For unmanned ocean vehicles to operate on their own for long periods, their controls mechanisms would have to be protected just as the controls for spacecraft have to be protected from intense forces and heat when re-entering the atmosphere. The devices and control strategies Woolsey is developing can be used for both of these applications.
Another goal is to design controls that will enable the underwater vehicle to move at a low velocity or even hover without being thrown off-track by disturbances from waves or currents.
"For instance," Woolsey said, "imagine an unmanned submersible that could find an underwater minefield on its own, then hover at the mines and plant detonators to clear the area for ship passage."

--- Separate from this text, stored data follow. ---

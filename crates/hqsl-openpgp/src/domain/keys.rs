//! # OpenPGP Keys
//!
//! Thin wrappers over `sequoia_openpgp::Cert` that keep public and private
//! material apart, plus the parsing entry points used for trusted roots,
//! directory responses and signing keys.

use std::fmt;

use sequoia_openpgp as openpgp;

use openpgp::cert::prelude::*;
use openpgp::parse::Parse;
use openpgp::policy::StandardPolicy;
use openpgp::serialize::SerializeInto;

use super::errors::OpenPgpError;

/// Policy used for every validity decision.
pub(crate) static POLICY: StandardPolicy<'static> = StandardPolicy::new();

/// Parse every certificate in `data`, armored or binary.
///
/// Secret key material, if any, is stripped.
///
/// # Errors
/// * `OpenPgpError::Backend` - the data is not an OpenPGP keyring
/// * `OpenPgpError::NoKeys` - the data parsed but held no certificates
pub fn parse_keys(data: &[u8]) -> Result<Vec<PublicKey>, OpenPgpError> {
    let certs = CertParser::from_bytes(data)?.collect::<openpgp::Result<Vec<Cert>>>()?;
    if certs.is_empty() {
        return Err(OpenPgpError::NoKeys);
    }
    Ok(certs.into_iter().map(PublicKey::from_cert).collect())
}

/// A public OpenPGP certificate.
#[derive(Clone, PartialEq)]
pub struct PublicKey {
    cert: Cert,
}

impl PublicKey {
    /// Wrap a certificate, dropping any secret key material.
    pub fn from_cert(cert: Cert) -> Self {
        Self {
            cert: cert.strip_secret_key_material(),
        }
    }

    /// Parse exactly one certificate.
    ///
    /// # Errors
    /// * `OpenPgpError::NoKeys` - no certificate in `data`
    /// * `OpenPgpError::Backend` - malformed data or more than one certificate
    pub fn parse(data: &[u8]) -> Result<Self, OpenPgpError> {
        let mut keys = parse_keys(data)?;
        match keys.len() {
            1 => keys.pop().ok_or(OpenPgpError::NoKeys),
            n => Err(OpenPgpError::Backend(format!(
                "expected one certificate, found {n}"
            ))),
        }
    }

    /// The underlying certificate.
    pub fn cert(&self) -> &Cert {
        &self.cert
    }

    /// Upper-case hex fingerprint of the primary key.
    pub fn fingerprint(&self) -> String {
        self.cert.fingerprint().to_hex()
    }

    /// Upper-case hex key ID of the primary key.
    pub fn key_id(&self) -> String {
        self.cert.keyid().to_hex()
    }

    /// ASCII-armored transferable public key.
    ///
    /// # Errors
    /// * `OpenPgpError::Backend` - serialization failed
    pub fn armored(&self) -> Result<String, OpenPgpError> {
        let bytes = self.cert.armored().to_vec()?;
        String::from_utf8(bytes).map_err(|e| OpenPgpError::Backend(e.to_string()))
    }
}

impl fmt::Debug for PublicKey {
    fn fmt(&self, f: &mut fmt::Formatter<'_>) -> fmt::Result {
        f.debug_tuple("PublicKey").field(&self.fingerprint()).finish()
    }
}

impl From<Cert> for PublicKey {
    fn from(cert: Cert) -> Self {
        Self::from_cert(cert)
    }
}

/// A certificate carrying secret key material, used for signing.
#[derive(Clone)]
pub struct PrivateKey {
    cert: Cert,
}

impl PrivateKey {
    /// Wrap a certificate that holds secret key material.
    ///
    /// # Errors
    /// * `OpenPgpError::NotPrivate` - public-only certificate
    pub fn from_cert(cert: Cert) -> Result<Self, OpenPgpError> {
        if !cert.is_tsk() {
            return Err(OpenPgpError::NotPrivate(cert.fingerprint().to_hex()));
        }
        Ok(Self { cert })
    }

    /// Parse the first certificate with secret key material in `data`.
    ///
    /// # Errors
    /// * `OpenPgpError::Backend` - malformed data
    /// * `OpenPgpError::NoKeys` - no certificate with secret key material
    pub fn parse(data: &[u8]) -> Result<Self, OpenPgpError> {
        for cert in CertParser::from_bytes(data)? {
            let cert = cert?;
            if cert.is_tsk() {
                return Ok(Self { cert });
            }
        }
        Err(OpenPgpError::NoKeys)
    }

    /// The underlying certificate, secrets included.
    pub fn cert(&self) -> &Cert {
        &self.cert
    }

    /// The public half.
    pub fn public_key(&self) -> PublicKey {
        PublicKey::from_cert(self.cert.clone())
    }
}

impl fmt::Debug for PrivateKey {
    fn fmt(&self, f: &mut fmt::Formatter<'_>) -> fmt::Result {
        f.debug_tuple("PrivateKey")
            .field(&self.cert.fingerprint().to_hex())
            .finish()
    }
}

/// A trusted root key in any of the accepted forms.
#[derive(Debug, Clone)]
pub enum KeySource {
    /// ASCII-armored key block; may hold several keys
    Armored(String),
    /// Binary keyring; may hold several keys
    Binary(Vec<u8>),
    /// Already parsed
    Parsed(PublicKey),
}

impl KeySource {
    /// Resolve into parsed keys.
    ///
    /// # Errors
    /// Anything [`parse_keys`] rejects.
    pub fn into_keys(self) -> Result<Vec<PublicKey>, OpenPgpError> {
        match self {
            KeySource::Armored(text) => parse_keys(text.as_bytes()),
            KeySource::Binary(bytes) => parse_keys(&bytes),
            KeySource::Parsed(key) => Ok(vec![key]),
        }
    }
}

impl From<&str> for KeySource {
    fn from(text: &str) -> Self {
        KeySource::Armored(text.to_string())
    }
}

impl From<String> for KeySource {
    fn from(text: String) -> Self {
        KeySource::Armored(text)
    }
}

impl From<Vec<u8>> for KeySource {
    fn from(bytes: Vec<u8>) -> Self {
        KeySource::Binary(bytes)
    }
}

impl From<PublicKey> for KeySource {
    fn from(key: PublicKey) -> Self {
        KeySource::Parsed(key)
    }
}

Woolsey's CAREER project also has an educational focus. In addition to using his research on nonlinear controls in undergraduate and graduate courses, he is serving as the faculty adviser for a team of students who plan to enter an unmanned underwater vehicle competition.

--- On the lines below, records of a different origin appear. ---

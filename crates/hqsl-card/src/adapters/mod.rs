//! # Adapters
//!
//! Text formats layered over the domain types.

pub mod adi;
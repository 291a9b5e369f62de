//! # Adapters
//!
//! Concrete implementations of outbound ports.

pub mod http;

pub use http::ReqwestTransport;
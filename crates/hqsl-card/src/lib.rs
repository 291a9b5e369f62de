//! # HQSL Card Codec
//!
//! The portable, signable text record of an amateur-radio contact
//! confirmation, and its mapping to ADIF logs.
//!
//! ## Architecture
//!
//! - **Domain Layer** (`domain/`): card text grammar, frequency/band mapping,
//!   date-time codec, signature alphabet, ADIF table mapping
//! - **Adapters Layer** (`adapters/`): the `.adi` text format
//!
//! Nothing here touches the network or cryptography. Signing and
//! verification live in `hqsl-openpgp`, which signs the bytes returned by
//! [`Card::signable_text`] and stores the result in [`Card::signature`].
//!
//! ## Example
//!
//! ```
//! use hqsl_card::Card;
//!
//! let card: Card = "AC1PZ,FN42gv,EA2ESK,202309241038,-06,28.075,FT8,,,UNSIGNED"
//!     .parse()
//!     .unwrap();
//! assert_eq!(card.band(), "10m");
//! assert_eq!(
//!     card.signable_text().unwrap(),
//!     "AC1PZ,FN42gv,EA2ESK,202309241038,-06,28.075,FT8,,"
//! );
//! ```

pub mod adapters;
pub mod domain;

// Re-export public API
pub use adapters::adi::{format_adi, parse_adi, ADIF_VERSION, HQSL_ADIF_HEADER};
pub use domain::card::{Card, UNSIGNED};
pub use domain::date::{adif_date, adif_time, display_ham_date, from_ham_date, to_ham_date};
pub use domain::errors::{AdifError, CardError, FrequencyError};
pub use domain::frequency::{band_freq, freq_band, normalize_freq, UNKNOWN_BAND};
pub use domain::table::AdifRecord;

"One of my former students already has organized a team," he says. "Working with vehicles is one reason students go into engineering and hands-on projects are among the best learning tools."
Woolsey became interested in his field of research as a Georgia Tech undergraduate. For several semesters, he worked as a cooperative education student with the U.S. Central Intelligence Agency, helping to analyze foreign missile systems. He continued his education at Princeton University, where he was a Guggenheim Fellow and earned his master's and Ph.D. degrees in mechanical and aerospace engineering.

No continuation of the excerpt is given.